We’ve been on the road almost three weeks now and I have no idea where the time has gone.  Oddly, it feels like we’ve been on Gabriola Island for at least six weeks… in a good way, I mean.  We’ve done so much and seen so much already that another year of this almost feels overwhelming.

Almost.  We’ll get over that overwhelmed feeling soon enough!

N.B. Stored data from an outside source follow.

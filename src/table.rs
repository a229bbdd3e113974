//! HashTable: prime-sized buckets chaining entries stored in a slotmap arena.

use crate::config::Config;
use crate::error::Result;
use crate::murmur::murmur2_with_seed;
use crate::primes::{self, MAX_CAPACITY};
use core::fmt;
use core::mem;
use slotmap::{new_key_type, SlotMap};

new_key_type! {
    /// Arena key of one chain node.
    pub(crate) struct EntryKey;
}

/// One chain node. The key bytes are immutable once stored.
#[derive(Debug)]
pub(crate) struct Entry<V> {
    pub(crate) key: Box<[u8]>,
    pub(crate) value: V,
    pub(crate) hash: u32,
    pub(crate) next: Option<EntryKey>,
}

pub(crate) type Buckets = Box<[Option<EntryKey>]>;

/// A map from byte strings to `V` with separate chaining.
///
/// The bucket count is always one of [`primes::PRIMES`]. Inserting a new
/// key that pushes the load factor past the configured threshold (70% by
/// default) grows the table before `set` returns, to the smallest larger
/// listed prime that brings the load back under the threshold.
pub struct HashTable<V> {
    pub(crate) buckets: Buckets,
    pub(crate) slots: SlotMap<EntryKey, Entry<V>>, // every live entry, chained or not
    pub(crate) expand_threshold: u8,
    pub(crate) seed: u32,
}

/// Allocate `size` empty chain heads, reporting failure instead of aborting.
pub(crate) fn alloc_buckets(size: usize) -> Result<Buckets> {
    let mut buckets = Vec::new();
    buckets.try_reserve_exact(size)?;
    buckets.resize(size, None);
    Ok(buckets.into_boxed_slice())
}

#[inline]
pub(crate) fn bucket_of(hash: u32, size: usize) -> usize {
    hash as usize % size
}

/// `used / size > percent / 100`, without rounding.
#[inline]
pub(crate) fn exceeds_threshold(used: usize, size: usize, percent: u8) -> bool {
    (used as u128) * 100 > (size as u128) * u128::from(percent)
}

fn copy_key(key: &[u8]) -> Result<Box<[u8]>> {
    let mut owned = Vec::new();
    owned.try_reserve_exact(key.len())?;
    owned.extend_from_slice(key);
    Ok(owned.into_boxed_slice())
}

impl<V> HashTable<V> {
    /// Create a table with at least `capacity` buckets, rounded up to the
    /// next listed prime (and clamped to [`MAX_CAPACITY`]).
    pub fn new(capacity: usize) -> Result<Self> {
        Self::with_config(Config::new().capacity(capacity))
    }

    pub fn with_config(config: Config) -> Result<Self> {
        let size = primes::next_prime(config.capacity);
        let buckets = alloc_buckets(size)?;
        log::trace!(
            "created table with {size} buckets (requested {})",
            config.capacity
        );
        Ok(Self {
            buckets,
            slots: SlotMap::with_key(),
            expand_threshold: config.expand_threshold,
            seed: config.seed,
        })
    }

    /// Number of live keys.
    pub fn used(&self) -> usize {
        self.slots.len()
    }

    pub fn len(&self) -> usize {
        self.slots.len()
    }

    pub fn is_empty(&self) -> bool {
        self.slots.is_empty()
    }

    /// Current bucket count.
    pub fn size(&self) -> usize {
        self.buckets.len()
    }

    pub fn load_factor(&self) -> f64 {
        self.used() as f64 / self.size() as f64
    }

    #[inline]
    fn hash(&self, key: &[u8]) -> u32 {
        murmur2_with_seed(key, self.seed)
    }

    fn find(&self, hash: u32, key: &[u8]) -> Option<EntryKey> {
        let mut cursor = self.buckets[bucket_of(hash, self.size())];
        while let Some(k) = cursor {
            let entry = &self.slots[k];
            if entry.hash == hash && *entry.key == *key {
                return Some(k);
            }
            cursor = entry.next;
        }
        None
    }

    /// Map `key` to `value`.
    ///
    /// An existing key has its value replaced in place and the old value is
    /// returned. A new key is linked at the head of its chain; if the table
    /// is then over its load threshold it grows to the smallest larger listed
    /// prime that brings the load back under it.
    /// A failed growth is logged and does not fail the insert.
    ///
    /// Fails only when the key bytes cannot be allocated, leaving the table
    /// unchanged.
    pub fn set(&mut self, key: impl AsRef<[u8]>, value: V) -> Result<Option<V>> {
        let key = key.as_ref();
        let hash = self.hash(key);
        if let Some(k) = self.find(hash, key) {
            return Ok(Some(mem::replace(&mut self.slots[k].value, value)));
        }

        let key = copy_key(key)?;
        let idx = bucket_of(hash, self.size());
        let next = self.buckets[idx];
        let k = self.slots.insert(Entry {
            key,
            value,
            hash,
            next,
        });
        self.buckets[idx] = Some(k);

        self.grow_if_needed();
        Ok(None)
    }

    fn grow_if_needed(&mut self) {
        let size = self.size();
        if !exceeds_threshold(self.used(), size, self.expand_threshold) {
            return;
        }
        if size >= MAX_CAPACITY {
            log::trace!("table is at the {MAX_CAPACITY} bucket ceiling, not growing");
            return;
        }
        // Smallest larger listed size that brings the load back under the threshold.
        let (used, threshold) = (self.used(), self.expand_threshold);
        let target = primes::PRIMES
            .iter()
            .copied()
            .find(|&p| p > size && !exceeds_threshold(used, p, threshold))
            .unwrap_or(MAX_CAPACITY);
        if let Err(e) = self.expand(target) {
            log::warn!("automatic growth from {size} to {target} buckets failed: {e}");
        }
    }

    pub fn get(&self, key: impl AsRef<[u8]>) -> Option<&V> {
        let key = key.as_ref();
        let k = self.find(self.hash(key), key)?;
        Some(&self.slots[k].value)
    }

    pub fn get_mut(&mut self, key: impl AsRef<[u8]>) -> Option<&mut V> {
        let key = key.as_ref();
        let k = self.find(self.hash(key), key)?;
        Some(&mut self.slots[k].value)
    }

    /// Whether `key` is present, regardless of what it maps to.
    pub fn has(&self, key: impl AsRef<[u8]>) -> bool {
        let key = key.as_ref();
        self.find(self.hash(key), key).is_some()
    }

    /// Unlink `key` from its chain and return its value.
    pub fn remove(&mut self, key: impl AsRef<[u8]>) -> Option<V> {
        let key = key.as_ref();
        let hash = self.hash(key);
        let idx = bucket_of(hash, self.size());

        let mut prev: Option<EntryKey> = None;
        let mut cursor = self.buckets[idx];
        while let Some(k) = cursor {
            let entry = &self.slots[k];
            if entry.hash == hash && *entry.key == *key {
                let next = entry.next;
                match prev {
                    None => self.buckets[idx] = next,
                    Some(p) => self.slots[p].next = next,
                }
                return self.slots.remove(k).map(|e| e.value);
            }
            prev = Some(k);
            cursor = entry.next;
        }
        None
    }

    /// Remove `key`; `false` if it was absent.
    pub fn delete(&mut self, key: impl AsRef<[u8]>) -> bool {
        self.remove(key).is_some()
    }

    /// Drop every entry, keeping the current bucket count.
    pub fn clear(&mut self) {
        self.slots.clear();
        self.buckets.fill(None);
    }

    /// Release the table and everything it owns.
    ///
    /// Dropping the table does the same; this form only makes the teardown
    /// point explicit at the call site.
    pub fn destroy(self) {
        log::trace!(
            "destroying table with {} entries in {} buckets",
            self.used(),
            self.size()
        );
    }

    /// Entries in unspecified order.
    pub fn iter(&self) -> Iter<'_, V> {
        Iter {
            it: self.slots.values(),
        }
    }

    /// Entries in unspecified order, with mutable values.
    pub fn iter_mut(&mut self) -> IterMut<'_, V> {
        IterMut {
            it: self.slots.values_mut(),
        }
    }

    pub fn keys(&self) -> impl Iterator<Item = &[u8]> + '_ {
        self.iter().map(|(k, _)| k)
    }

    /// Walk every chain and check the structural invariants.
    #[cfg(test)]
    pub(crate) fn assert_invariants(&self) {
        use std::collections::HashSet;

        let size = self.size();
        assert!(primes::PRIMES.contains(&size), "size {size} is not listed");

        let mut seen: HashSet<&[u8]> = HashSet::new();
        let mut reachable = 0usize;
        for (idx, head) in self.buckets.iter().enumerate() {
            let mut cursor = *head;
            while let Some(k) = cursor {
                let entry = self.slots.get(k).expect("chain links a live entry");
                assert_eq!(entry.hash, self.hash(&entry.key), "stale cached hash");
                assert_eq!(bucket_of(entry.hash, size), idx, "entry in wrong bucket");
                assert!(seen.insert(&*entry.key), "duplicate key in chains");
                reachable += 1;
                assert!(reachable <= self.slots.len(), "chain cycle");
                cursor = entry.next;
            }
        }
        assert_eq!(reachable, self.slots.len(), "unreachable entries");
    }
}

impl<V> fmt::Debug for HashTable<V> {
    fn fmt(&self, f: &mut fmt::Formatter<'_>) -> fmt::Result {
        f.debug_struct("HashTable")
            .field("size", &self.size())
            .field("used", &self.used())
            .finish_non_exhaustive()
    }
}

/// Iterator over `(key, &value)` pairs of a [`HashTable`].
pub struct Iter<'a, V> {
    it: slotmap::basic::Values<'a, EntryKey, Entry<V>>,
}

impl<'a, V> Iterator for Iter<'a, V> {
    type Item = (&'a [u8], &'a V);
    #[inline]
    fn next(&mut self) -> Option<Self::Item> {
        self.it.next().map(|e| (&*e.key, &e.value))
    }

    fn size_hint(&self) -> (usize, Option<usize>) {
        self.it.size_hint()
    }
}

/// Iterator over `(key, &mut value)` pairs of a [`HashTable`].
pub struct IterMut<'a, V> {
    it: slotmap::basic::ValuesMut<'a, EntryKey, Entry<V>>,
}

impl<'a, V> Iterator for IterMut<'a, V> {
    type Item = (&'a [u8], &'a mut V);
    #[inline]
    fn next(&mut self) -> Option<Self::Item> {
        self.it.next().map(|e| (&*e.key, &mut e.value))
    }

    fn size_hint(&self) -> (usize, Option<usize>) {
        self.it.size_hint()
    }
}

impl<'a, V> IntoIterator for &'a HashTable<V> {
    type Item = (&'a [u8], &'a V);
    type IntoIter = Iter<'a, V>;

    fn into_iter(self) -> Self::IntoIter {
        self.iter()
    }
}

Anyway, more on sustainability later.  We have lots to share but I want to put more thought into that.  For now here are five things we did over the last two and a half weeks at Laughing Woodpecker Organics and Just Another Weed Patch, in no particular order:
  • Weeded, composted, mulched and otherwise prepped gardens
hand sifting beautiful compost and mulch

and carrying wheelbarrow after wheelbarrow to various parts if the farm

  • Helped with spring planting

  • carrots



    nut trees
    not pictured: beets, kale, artichokes, licorice mint

    • Tended to the animals, including but not limited to…

    feeding time

    socializing the pigs

    fence duty

    mucking the barn 
    in stylish yet affordable boots

    chicksitting in the RV

    yolkswagon patrol
    • Enjoyed lovely accommodations and meals thanks to our gracious hosts
    we really need...

    ... a fifth wheel

    hot tubs under the stars

    sailing around the island
        delicious ...

        ... meals ...
      ... fresh and wholesome
    • Made the most of what this beautiful island has to offer

    • eagles and other wildlife
      not pictured: otters, heron, sea lions, orcas

      Newcastle Island day trip


      sunsets galore
      not pictured: Elder Cedar walks, marsh birdwatching
    Next stop: Pacific Rim National Park for a beach cleanup and well-deserved vacation!